菜花(不思議。会いたいって思ったら電話がかかってくるなんて)

頬を赤らめる菜花。

千颯『ここ最近ずっと菜花がいたから、ちょっと家が広く感じて困る』
菜花「ふふっ、千颯くんの家は広いんだよ」
千颯『俺の実家はもっと広いよ。今度連れてってやるよ』
菜花「……そうだね」

胸がぎゅっと苦しくなり、複雑な表情をする菜花。

千颯『毎日、電話していい?』

どきりとする菜花。
咲良のことが頭によぎり、躊躇する。

千颯『いや、邪魔だったな』
菜花「邪魔じゃないよ。電話くれてうれしい!」

思わず素直な気持ちを口にする菜花。
赤面しながらおずおずと要望を口にする。

菜花「わたしも、千颯くんと毎日話したい」
千颯『わかった。いつでも連絡して。
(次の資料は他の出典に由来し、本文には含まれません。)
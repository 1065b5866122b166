// Router module - main routing and execution plane
// This file wires the quote table builder, split optimizer and multi-hop
// selector into the router, and exposes the execution seam
//
// Numan Thabit 2025 Nov

pub mod execution;
pub mod routes;
pub mod selector;
pub mod split;
pub mod table;
pub mod validation;

#[allow(clippy::module_inception)]
pub mod router;

pub use execution::{ExecutionPlan, ExecutionStats, SimulatedExecutor, SwapExecutor};
pub use router::{create_api_router, Router, SwapOrder};
pub use routes::{Distribution, HopResult, RouteKind, RoutingResult};
pub use selector::{RequestContext, RouteSelector, RouteStage};
pub use split::{optimize, SplitOutcome};
pub use table::{QuoteTable, QuoteTableBuilder};
// Capability mask module
// This file translates the bit-packed disable-flags mask used at the call
// boundary into structured routing flags, and back
//
// Numan Thabit 2025 Nov

use serde::{Deserialize, Serialize};
use std::collections::BTreeSet;

use crate::venues::SourceDescriptor;

/// Raw bit values of the wire mask.
pub mod bits {
    pub const DISABLE_ALL_SPLIT_SOURCES: u128 = 0x2000_0000;
    pub const DISABLE_ALL_WRAP_SOURCES: u128 = 0x4000_0000;
    pub const ENABLE_CHI_BURN: u128 = 0x100_0000_0000;
    pub const DISABLE_SPLIT_RECALCULATION: u128 = 0x8000_0000_0000;
    pub const ENABLE_REFERRAL_GAS_SPONSORSHIP: u128 = 0x80_0000_0000_0000;
    pub const ENABLE_CHI_BURN_BY_ORIGIN: u128 = 0x4000_0000_0000_0000;

    /// Disables every split-eligible and wrap source.
    pub const DISABLE_ALL: u128 = DISABLE_ALL_SPLIT_SOURCES | DISABLE_ALL_WRAP_SOURCES;
    /// Enables everything.
    pub const ANY: u128 = 0;
}

/// A mask bit that disables one source, one source variant or a source family.
#[derive(Debug, Clone, Copy, PartialEq, Eq, Hash, PartialOrd, Ord, Serialize, Deserialize)]
#[serde(rename_all = "SCREAMING_SNAKE_CASE")]
pub enum Toggle {
    Uniswap,
    Bancor,
    Oasis,
    Compound,
    Fulcrum,
    Chai,
    Aave,
    SmartToken,
    Bdai,
    Iearn,
    CurveCompound,
    CurveUsdt,
    CurveY,
    CurveBinance,
    CurveSynthetix,
    Weth,
    UniswapCompound,
    UniswapChai,
    UniswapAave,
    Idle,
    UniswapV2,
    UniswapV2Eth,
    UniswapV2Dai,
    UniswapV2Usdc,
    CurvePax,
    CurveRenbtc,
    CurveTbtc,
    Shell,
    MstableMusd,
    CurveSbtc,
    Dmm,
    UniswapAll,
    CurveAll,
    UniswapV2All,
    BalancerAll,
    Balancer1,
    Balancer2,
    Balancer3,
    KyberAll,
    MooniswapAll,
}

impl Toggle {
    pub const ALL: [Toggle; 40] = [
        Toggle::Uniswap,
        Toggle::Bancor,
        Toggle::Oasis,
        Toggle::Compound,
        Toggle::Fulcrum,
        Toggle::Chai,
        Toggle::Aave,
        Toggle::SmartToken,
        Toggle::Bdai,
        Toggle::Iearn,
        Toggle::CurveCompound,
        Toggle::CurveUsdt,
        Toggle::CurveY,
        Toggle::CurveBinance,
        Toggle::CurveSynthetix,
        Toggle::Weth,
        Toggle::UniswapCompound,
        Toggle::UniswapChai,
        Toggle::UniswapAave,
        Toggle::Idle,
        Toggle::UniswapV2,
        Toggle::UniswapV2Eth,
        Toggle::UniswapV2Dai,
        Toggle::UniswapV2Usdc,
        Toggle::CurvePax,
        Toggle::CurveRenbtc,
        Toggle::CurveTbtc,
        Toggle::Shell,
        Toggle::MstableMusd,
        Toggle::CurveSbtc,
        Toggle::Dmm,
        Toggle::UniswapAll,
        Toggle::CurveAll,
        Toggle::UniswapV2All,
        Toggle::BalancerAll,
        Toggle::Balancer1,
        Toggle::Balancer2,
        Toggle::Balancer3,
        Toggle::KyberAll,
        Toggle::MooniswapAll,
    ];

    pub const fn bit(self) -> u128 {
        match self {
            Toggle::Uniswap => 0x01,
            Toggle::Bancor => 0x04,
            Toggle::Oasis => 0x08,
            Toggle::Compound => 0x10,
            Toggle::Fulcrum => 0x20,
            Toggle::Chai => 0x40,
            Toggle::Aave => 0x80,
            Toggle::SmartToken => 0x100,
            Toggle::Bdai => 0x400,
            Toggle::Iearn => 0x800,
            Toggle::CurveCompound => 0x1000,
            Toggle::CurveUsdt => 0x2000,
            Toggle::CurveY => 0x4000,
            Toggle::CurveBinance => 0x8000,
            Toggle::CurveSynthetix => 0x4_0000,
            Toggle::Weth => 0x8_0000,
            Toggle::UniswapCompound => 0x10_0000,
            Toggle::UniswapChai => 0x20_0000,
            Toggle::UniswapAave => 0x40_0000,
            Toggle::Idle => 0x80_0000,
            Toggle::UniswapV2 => 0x200_0000,
            Toggle::UniswapV2Eth => 0x400_0000,
            Toggle::UniswapV2Dai => 0x800_0000,
            Toggle::UniswapV2Usdc => 0x1000_0000,
            Toggle::CurvePax => 0x8000_0000,
            Toggle::CurveRenbtc => 0x1_0000_0000,
            Toggle::CurveTbtc => 0x2_0000_0000,
            Toggle::Shell => 0x80_0000_0000,
            Toggle::MstableMusd => 0x200_0000_0000,
            Toggle::CurveSbtc => 0x400_0000_0000,
            Toggle::Dmm => 0x800_0000_0000,
            Toggle::UniswapAll => 0x1000_0000_0000,
            Toggle::CurveAll => 0x2000_0000_0000,
            Toggle::UniswapV2All => 0x4000_0000_0000,
            Toggle::BalancerAll => 0x1_0000_0000_0000,
            Toggle::Balancer1 => 0x2_0000_0000_0000,
            Toggle::Balancer2 => 0x4_0000_0000_0000,
            Toggle::Balancer3 => 0x8_0000_0000_0000,
            Toggle::KyberAll => 0x200_0000_0000_0000,
            Toggle::MooniswapAll => 0x8000_0000_0000_0000,
        }
    }
}

/// Union of every bit this engine assigns a meaning to.
pub fn known_bits() -> u128 {
    Toggle::ALL.iter().fold(
        bits::DISABLE_ALL
            | bits::ENABLE_CHI_BURN
            | bits::DISABLE_SPLIT_RECALCULATION
            | bits::ENABLE_REFERRAL_GAS_SPONSORSHIP
            | bits::ENABLE_CHI_BURN_BY_ORIGIN,
        |acc, t| acc | t.bit(),
    )
}

/// Orthogonal behaviours carried by the mask. They never exclude a source and
/// are handed through to the execution collaborator untouched.
#[derive(Debug, Clone, Copy, Default, PartialEq, Eq, Serialize, Deserialize)]
pub struct Behaviors {
    pub chi_burn: bool,
    pub chi_burn_by_origin: bool,
    pub referral_gas_sponsorship: bool,
    pub split_recalculation_disabled: bool,
}

/// Structured view of a disable-flags mask.
#[derive(Debug, Clone, Default, PartialEq, Eq)]
pub struct RouteFlags {
    pub disabled: BTreeSet<Toggle>,
    pub disable_all_split_sources: bool,
    pub disable_all_wrap_sources: bool,
    pub behaviors: Behaviors,
    /// Bits with no assigned meaning; ignored for routing.
    pub unknown_bits: u128,
}

impl RouteFlags {
    pub fn from_bits(mask: u128) -> Self {
        let disabled = Toggle::ALL
            .iter()
            .copied()
            .filter(|t| mask & t.bit() != 0)
            .collect();
        Self {
            disabled,
            disable_all_split_sources: mask & bits::DISABLE_ALL_SPLIT_SOURCES != 0,
            disable_all_wrap_sources: mask & bits::DISABLE_ALL_WRAP_SOURCES != 0,
            behaviors: Behaviors {
                chi_burn: mask & bits::ENABLE_CHI_BURN != 0,
                chi_burn_by_origin: mask & bits::ENABLE_CHI_BURN_BY_ORIGIN != 0,
                referral_gas_sponsorship: mask & bits::ENABLE_REFERRAL_GAS_SPONSORSHIP != 0,
                split_recalculation_disabled: mask & bits::DISABLE_SPLIT_RECALCULATION != 0,
            },
            unknown_bits: mask & !known_bits(),
        }
    }

    pub fn to_bits(&self) -> u128 {
        let mut mask = self.disabled.iter().fold(0u128, |acc, t| acc | t.bit());
        if self.disable_all_split_sources {
            mask |= bits::DISABLE_ALL_SPLIT_SOURCES;
        }
        if self.disable_all_wrap_sources {
            mask |= bits::DISABLE_ALL_WRAP_SOURCES;
        }
        if self.behaviors.chi_burn {
            mask |= bits::ENABLE_CHI_BURN;
        }
        if self.behaviors.chi_burn_by_origin {
            mask |= bits::ENABLE_CHI_BURN_BY_ORIGIN;
        }
        if self.behaviors.referral_gas_sponsorship {
            mask |= bits::ENABLE_REFERRAL_GAS_SPONSORSHIP;
        }
        if self.behaviors.split_recalculation_disabled {
            mask |= bits::DISABLE_SPLIT_RECALCULATION;
        }
        mask | self.unknown_bits
    }

    /// Whether `source` participates under these flags.
    pub fn is_enabled(&self, source: &SourceDescriptor) -> bool {
        if self.disable_all_split_sources {
            return false;
        }
        if source.wrap && self.disable_all_wrap_sources {
            return false;
        }
        !source.toggles.iter().any(|t| self.disabled.contains(t))
    }

    /// Bridged (multi-hop) routing goes through the wrap layer, so the wrap
    /// kill switch turns it off as well.
    pub fn allows_bridging(&self) -> bool {
        !self.disable_all_wrap_sources
    }

    pub fn disable(mut self, toggle: Toggle) -> Self {
        self.disabled.insert(toggle);
        self
    }
}

/// Parse a mask written in decimal or as `0x`-prefixed hex.
pub fn parse_mask(text: &str) -> Result<u128, std::num::ParseIntError> {
    let text = text.trim();
    match text.strip_prefix("0x").or_else(|| text.strip_prefix("0X")) {
        Some(hex) => u128::from_str_radix(&hex.replace('_', ""), 16),
        None => text.replace('_', "").parse(),
    }
}

impl From<u128> for RouteFlags {
    fn from(mask: u128) -> Self {
        Self::from_bits(mask)
    }
}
俺も連絡するから』
菜花「うん」

しばらくの沈黙のあと、千颯から遠慮がちな声がする。

千颯『じゃあ、また、明日』
菜花「うん。また明日ね」
千颯『おやすみ』
菜花「おやすみなさい」

電話を切ったあと、しばらく顔の火照りと鼓動の高鳴りが収まらずにいる菜花。
スマホの連絡先にある千颯の名前をしばらく眺める。

菜花(千颯くんの声、すごくドキドキする。それに、安心する)

スマホを抱きしめたまま眠りにつく菜花。


〇菜花の自宅・リビング(昼間)

掃除機をかけて、トイレと風呂掃除をする菜花。
写真立ての横にある花瓶の水を変えて母に手を合わせる菜花。

菜花(家に帰ってもう1週間かあ)
菜花(千颯くん、ちゃんと食べてるかな?)
菜花(ハルさんがいるから大丈夫だよね)

ちょうどそのとき、千颯から電話がかかってくる。
驚いて慌てて電話に出る菜花。

菜花「千颯くん、学校は?」

壁時計に目をやると午前11時を指している。

千颯『俺、いつも遅刻だよ。菜花がいるあいだはちゃんと行ってたけどさ』
菜花「朝ごはんも食べてないでしょ?」
千颯『あ、バレたか』
菜花「もうー! お昼はちゃんと食べないと」
千颯『菜花の弁当が食べたい』

突然そう言われて、戸惑いつつ笑みをこぼす菜花。

菜花「帰ったら作るよ」
千颯『じゃあ、それを楽しみに頑張ることにする』

頬を赤らめてふふっと笑う菜花。
そのとき、インターフォンが鳴り響く。

菜花「誰か来たみたい」
千颯『宅配でも頼んだ?』
菜花「ううん。頼んでないし、誰かが来る予定もないんだけど」
千颯『怪しい奴なら無視すれば?』
菜花「……うん」

インターフォンの画面で確認するとそこに映っていた人物に驚愕する菜花。